(Stored items)
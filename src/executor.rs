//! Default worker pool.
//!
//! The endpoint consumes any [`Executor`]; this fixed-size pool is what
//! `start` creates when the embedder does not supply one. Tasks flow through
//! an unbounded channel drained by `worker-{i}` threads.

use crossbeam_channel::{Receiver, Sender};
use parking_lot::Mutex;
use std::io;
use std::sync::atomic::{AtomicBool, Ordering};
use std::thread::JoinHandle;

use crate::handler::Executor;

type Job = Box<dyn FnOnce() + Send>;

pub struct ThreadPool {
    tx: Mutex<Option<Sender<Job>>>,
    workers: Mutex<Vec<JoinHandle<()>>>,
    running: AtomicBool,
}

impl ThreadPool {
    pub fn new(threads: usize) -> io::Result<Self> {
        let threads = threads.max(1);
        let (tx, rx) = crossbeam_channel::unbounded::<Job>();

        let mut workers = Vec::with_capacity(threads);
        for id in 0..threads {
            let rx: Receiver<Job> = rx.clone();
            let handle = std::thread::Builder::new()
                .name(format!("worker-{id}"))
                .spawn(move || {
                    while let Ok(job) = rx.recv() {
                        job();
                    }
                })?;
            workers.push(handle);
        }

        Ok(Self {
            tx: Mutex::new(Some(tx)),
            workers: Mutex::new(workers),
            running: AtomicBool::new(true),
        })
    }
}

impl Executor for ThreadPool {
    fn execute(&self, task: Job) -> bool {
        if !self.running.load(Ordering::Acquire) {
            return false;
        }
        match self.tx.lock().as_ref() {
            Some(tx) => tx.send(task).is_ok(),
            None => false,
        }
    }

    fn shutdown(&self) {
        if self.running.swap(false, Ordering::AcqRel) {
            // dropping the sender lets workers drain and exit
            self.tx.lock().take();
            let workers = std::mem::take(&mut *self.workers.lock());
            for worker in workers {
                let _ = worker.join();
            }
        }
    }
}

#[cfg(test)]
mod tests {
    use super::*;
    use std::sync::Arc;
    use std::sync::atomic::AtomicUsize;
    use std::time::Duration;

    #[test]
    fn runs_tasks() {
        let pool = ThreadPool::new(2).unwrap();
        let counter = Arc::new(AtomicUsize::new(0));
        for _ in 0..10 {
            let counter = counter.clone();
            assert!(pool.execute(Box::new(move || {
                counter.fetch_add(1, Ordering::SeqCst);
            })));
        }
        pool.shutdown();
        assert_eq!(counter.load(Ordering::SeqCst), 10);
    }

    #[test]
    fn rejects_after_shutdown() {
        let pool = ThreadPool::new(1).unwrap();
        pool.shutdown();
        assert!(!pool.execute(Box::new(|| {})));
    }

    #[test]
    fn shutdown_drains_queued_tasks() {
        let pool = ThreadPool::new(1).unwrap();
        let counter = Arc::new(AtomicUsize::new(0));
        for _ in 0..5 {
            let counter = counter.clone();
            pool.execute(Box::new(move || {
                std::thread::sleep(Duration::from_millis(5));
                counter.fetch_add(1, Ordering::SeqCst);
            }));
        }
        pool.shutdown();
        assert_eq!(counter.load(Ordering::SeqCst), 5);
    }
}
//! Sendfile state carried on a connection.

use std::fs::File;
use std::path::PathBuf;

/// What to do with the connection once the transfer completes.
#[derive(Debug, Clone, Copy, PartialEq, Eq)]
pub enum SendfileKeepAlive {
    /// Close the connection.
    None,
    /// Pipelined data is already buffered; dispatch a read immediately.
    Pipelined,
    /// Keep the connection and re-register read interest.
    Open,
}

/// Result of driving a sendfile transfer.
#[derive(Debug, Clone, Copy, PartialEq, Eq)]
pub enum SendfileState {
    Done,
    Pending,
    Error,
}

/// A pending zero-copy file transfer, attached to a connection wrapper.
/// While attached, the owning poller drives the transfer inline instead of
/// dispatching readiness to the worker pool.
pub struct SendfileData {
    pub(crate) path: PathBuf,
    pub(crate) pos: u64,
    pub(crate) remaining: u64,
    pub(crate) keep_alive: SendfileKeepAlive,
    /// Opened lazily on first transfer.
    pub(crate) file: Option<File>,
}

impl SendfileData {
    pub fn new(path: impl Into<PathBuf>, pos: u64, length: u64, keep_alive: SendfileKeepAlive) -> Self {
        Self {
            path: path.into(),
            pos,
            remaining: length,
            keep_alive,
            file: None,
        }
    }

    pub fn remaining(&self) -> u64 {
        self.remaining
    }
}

**Action item**:
Please give all of the entries again, exactly as written.

**Task output**:
filename src/executor.rs
//! Default worker pool.
//!
//! The endpoint consumes any [`Executor`]; this fixed-size pool is what
//! `start` creates when the embedder does not supply one. Tasks flow through
//! an unbounded channel drained by `worker-{i}` threads.

use crossbeam_channel::{Receiver, Sender};
use parking_lot::Mutex;
use std::io;
use std::sync::atomic::{AtomicBool, Ordering};
use std::thread::JoinHandle;

use crate::handler::Executor;

type Job = Box<dyn FnOnce() + Send>;

pub struct ThreadPool {
    tx: Mutex<Option<Sender<Job>>>,
    workers: Mutex<Vec<JoinHandle<()>>>,
    running: AtomicBool,
}

impl ThreadPool {
    pub fn new(threads: usize) -> io::Result<Self> {
        let threads = threads.max(1);
        let (tx, rx) = crossbeam_channel::unbounded::<Job>();

        let mut workers = Vec::with_capacity(threads);
        for id in 0..threads {
            let rx: Receiver<Job> = rx.clone();
            let handle = std::thread::Builder::new()
                .name(format!("worker-{id}"))
                .spawn(move || {
                    while let Ok(job) = rx.recv() {
                        job();
                    }
                })?;
            workers.push(handle);
        }

        Ok(Self {
            tx: Mutex::new(Some(tx)),
            workers: Mutex::new(workers),
            running: AtomicBool::new(true),
        })
    }
}

impl Executor for ThreadPool {
    fn execute(&self, task: Job) -> bool {
        if !self.running.load(Ordering::Acquire) {
            return false;
        }
        match self.tx.lock().as_ref() {
            Some(tx) => tx.send(task).is_ok(),
            None => false,
        }
    }

    fn shutdown(&self) {
        if self.running.swap(false, Ordering::AcqRel) {
            // dropping the sender lets workers drain and exit
            self.tx.lock().take();
            let workers = std::mem::take(&mut *self.workers.lock());
            for worker in workers {
                let _ = worker.join();
            }
        }
    }
}

#[cfg(test)]
mod tests {
    use super::*;
    use std::sync::Arc;
    use std::sync::atomic::AtomicUsize;
    use std::time::Duration;

    #[test]
    fn runs_tasks() {
        let pool = ThreadPool::new(2).unwrap();
        let counter = Arc::new(AtomicUsize::new(0));
        for _ in 0..10 {
            let counter = counter.clone();
            assert!(pool.execute(Box::new(move || {
                counter.fetch_add(1, Ordering::SeqCst);
            })));
        }
        pool.shutdown();
        assert_eq!(counter.load(Ordering::SeqCst), 10);
    }

    #[test]
    fn rejects_after_shutdown() {
        let pool = ThreadPool::new(1).unwrap();
        pool.shutdown();
        assert!(!pool.execute(Box::new(|| {})));
    }

    #[test]
    fn shutdown_drains_queued_tasks() {
        let pool = ThreadPool::new(1).unwrap();
        let counter = Arc::new(AtomicUsize::new(0));
        for _ in 0..5 {
            let counter = counter.clone();
            pool.execute(Box::new(move || {
                std::thread::sleep(Duration::from_millis(5));
                counter.fetch_add(1, Ordering::SeqCst);
            }));
        }
        pool.shutdown();
        assert_eq!(counter.load(Ordering::SeqCst), 5);
    }
}
//! Sendfile state carried on a connection.

use std::fs::File;
use std::path::PathBuf;

/// What to do with the connection once the transfer completes.
#[derive(Debug, Clone, Copy, PartialEq, Eq)]
pub enum SendfileKeepAlive {
    /// Close the connection.
    None,
    /// Pipelined data is already buffered; dispatch a read immediately.
    Pipelined,
    /// Keep the connection and re-register read interest.
    Open,
}

/// Result of driving a sendfile transfer.
#[derive(Debug, Clone, Copy, PartialEq, Eq)]
pub enum SendfileState {
    Done,
    Pending,
    Error,
}

/// A pending zero-copy file transfer, attached to a connection wrapper.
/// While attached, the owning poller drives the transfer inline instead of
/// dispatching readiness to the worker pool.
pub struct SendfileData {
    pub(crate) path: PathBuf,
    pub(crate) pos: u64,
    pub(crate) remaining: u64,
    pub(crate) keep_alive: SendfileKeepAlive,
    /// Opened lazily on first transfer.
    pub(crate) file: Option<File>,
}

impl SendfileData {
    pub fn new(path: impl Into<PathBuf>, pos: u64, length: u64, keep_alive: SendfileKeepAlive) -> Self {
        Self {
            path: path.into(),
            pos,
            remaining: length,
            keep_alive,
            file: None,
        }
    }

    pub fn remaining(&self) -> u64 {
        self.remaining
    }
}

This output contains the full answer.